Я о таком и не помышляла, по крайней мере, до этого момента; я даже не умела водить.
– Хочешь? – спросила Лэйси.
Будто можно запросто превратиться в Тельму и Луизу и навсегда покинуть Батл-Крик. Будто нынешнее положение дел существует только потому, что я выдаю ему ежедневное разрешение. Будто я способна стать другой девчонкой, собственной противоположностью, достаточно лишь сказать «да».
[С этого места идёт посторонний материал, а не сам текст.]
//! Data types for image export.

use super::data_url;
use std::path::PathBuf;
use thiserror::Error;

/// A lossless PNG snapshot of a raster buffer.
#[derive(Debug, Clone, PartialEq, Eq)]
pub struct ExportedImage {
    /// Width of the encoded image in pixels.
    pub width: u32,
    /// Height of the encoded image in pixels.
    pub height: u32,
    /// Encoded PNG bytes.
    pub png: Vec<u8>,
}

impl ExportedImage {
    /// Returns the PNG as a `data:image/png;base64,...` URL.
    pub fn to_data_url(&self) -> String {
        data_url::encode_png(&self.png)
    }

    /// Decodes the PNG back into a cairo surface for pixel inspection or compositing.
    pub fn to_surface(&self) -> Result<cairo::ImageSurface, ExportError> {
        decode_png(&self.png)
    }
}

/// Decodes PNG bytes into an image surface.
pub fn decode_png(png: &[u8]) -> Result<cairo::ImageSurface, ExportError> {
    let mut reader = std::io::Cursor::new(png);
    cairo::ImageSurface::create_from_png(&mut reader)
        .map_err(|err| ExportError::Decode(err.to_string()))
}

/// Errors that can occur while exporting or decoding images.
#[derive(Debug, Error)]
pub enum ExportError {
    #[error("Cairo error: {0}")]
    Cairo(#[from] cairo::Error),

    #[error("PNG encoding failed: {0}")]
    Encode(String),

    #[error("PNG decoding failed: {0}")]
    Decode(String),

    #[error("Not a PNG data URL (expected prefix '{expected}')")]
    NotPngDataUrl { expected: &'static str },

    #[error("Invalid base64 payload: {0}")]
    Base64(#[from] base64::DecodeError),

    #[error("Invalid filename template '{0}'")]
    InvalidTemplate(String),

    #[error("Failed to save image: {0}")]
    SaveError(#[from] std::io::Error),
}

/// Result of writing an export to disk.
#[derive(Debug, Clone)]
pub struct SavedImage {
    /// Path where the image was saved.
    pub path: PathBuf,
    /// Number of bytes written.
    pub size_bytes: u64,
}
Может, на самом деле все было не совсем так и истина открылась мне не вдруг, вспыхнув ослепительным светом. Может, потребовалось чуть больше одной поездки на машине, чтобы сбросить кожу Ханны Декстер и превратиться в Декс – оторву, которую хотела видеть Лэйси; может, пришлось тщательно изучить «нужные» рок-группы и правильный макияж, медленно и постепенно вживаться в разгильдяйство, фланелевые рубахи и армейские ботинки, краску для волос и волшебные грибы, осмелеть настолько, чтобы нарушить хотя бы парочку заповедей, но запомнилось мне по-другому. Да и было по-другому. Было вот как: я сделала выбор в пользу Декс прямо там, в машине. И значение имел только сам факт принятого решения. А остальное – дело техники.
– Поедем прямо и к полуночи будем уже в Огайо, – сказала Лэйси. – А через день-два – в Скалистых горах.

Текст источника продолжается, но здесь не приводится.